You might be forgiven for thinking that there was enough drama in a retrial for murder to preclude any TWNH moments but ‘The Jury’, while entertaining enough, would have its audience believe some rum stuff.  Top barrister puts question to the defendant (paraphrased): “If you could go back to that interview, would you now tell the truth to the police?”  Since he’d hardly be likely to say ‘no’, is the answer really illuminating?  Is it evidence?  Wouldn’t the prosecution have raised these questions to the judge?  The sister of one of the victims tries to sway the jury, having planted evidence in the original trial.  Why?  Because the victims’ families all want someone to blame and punish.  Yes, understandable, but ideally the murderer rather than some random bloke?
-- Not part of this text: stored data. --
//! # cyclefind
//!
//! Cycle detection for sequences produced by iterating a function.
//!
//! ## Overview
//!
//! Given a successor function `f` and a seed `z`, the sequence
//! `z, f(z), f(f(z)), ...` eventually enters a loop whenever the values
//! reachable from `z` are finitely many. This library finds:
//!
//! - **Cycle**: the elements of the loop, compared up to rotation
//! - **Prefix**: the elements visited before the loop is entered
//! - **Rho**: both at once, with the loop aligned to its entry point
//!
//! ## Modules
//!
//! - [`sequence`]: lazy, restartable iterate sequences and list helpers
//! - [`cycle`]: the [`Cycle`](cycle::Cycle) type and the detector
//!
//! ## Feature Flags
//!
//! - `fxhash`: use `rustc_hash::FxBuildHasher` for hashed visited sets
//! - `ahash`: use `ahash::RandomState` for hashed visited sets
//!
//! ## Example
//!
//! ```rust
//! use cyclefind::prelude::*;
//!
//! let cycle = find(|x: &u32| (x + 1) % 5, 0);
//! assert_eq!(cycle.len(), 5);
//! assert_eq!(cycle, Cycle::try_from(vec![2, 3, 4, 0, 1]).unwrap());
//!
//! let tail = prefix(|x: &u32| x % 3, 10);
//! assert_eq!(tail, vec![10]);
//! ```
//!
//! ## Termination
//!
//! Detection only returns once the sequence has repeated. A function whose
//! orbit never cycles makes [`find`](cycle::find) and friends loop forever.

#![forbid(unsafe_code)]
#![warn(missing_docs)]
#![warn(clippy::all)]
#![warn(clippy::pedantic)]
#![warn(clippy::nursery)]

/// Prelude module for convenient imports.
///
/// Re-exports commonly used types and functions.
///
/// # Usage
///
/// ```rust
/// use cyclefind::prelude::*;
/// ```
pub mod prelude {
    pub use crate::cycle::*;
    pub use crate::sequence::*;
}

pub mod cycle;
pub mod sequence;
The stories of the jury members ended without any major surprises, perfectly in keeping with drama conventions: the teacher keeps the baby because she’s learned the value of life; the shallow jury-dodger learns the value of doing jury service; the asperger’s sufferer comes out of his shell enough to have real impact in the jury room; the bored housewife decides to work at her marriage rather than go online dating, which after all hasn’t worked very well for the 3 victims; Anne Reid has another onscreen death.  They bond so well that nine months later they assemble to see one of their number sworn in as a British Citizen.  He’d been accepted as an American but having sat on the jury, he has faith in British Justice.  Meanwhile in parliament, trial by jury has been upheld.  Oh and Mr Lane is found not guilty x 3 and slouches off into the sunset with the juror who has been writing him cuddly-but-godly notes.  So they’ve been a pretty naughty bunch of jurors, but it’s all ended well, except... who dunnit?  OK it’s not about that, but it’s an obvious gap.  There’s no dah-dah DAH moment that drops Lane in it, or shows some shadowy murderer preparing to kill after a forced hiatus while Lane was in prison.  All-in-all it would seem British Justice is about not convicting a man whom there’s no evidence to convict, rather than attempting to build a case against a guilty party.
Murder trials are another area with which we have only limited acquaintance (so far, but those responsible for terrible drama beware) so we may be wrong on most counts, and this doesn’t have the howlers of ‘Law and Order’ for one, but if a drama is so blatantly pro trial by jury, shouldn’t it be resolutely and robustly believable?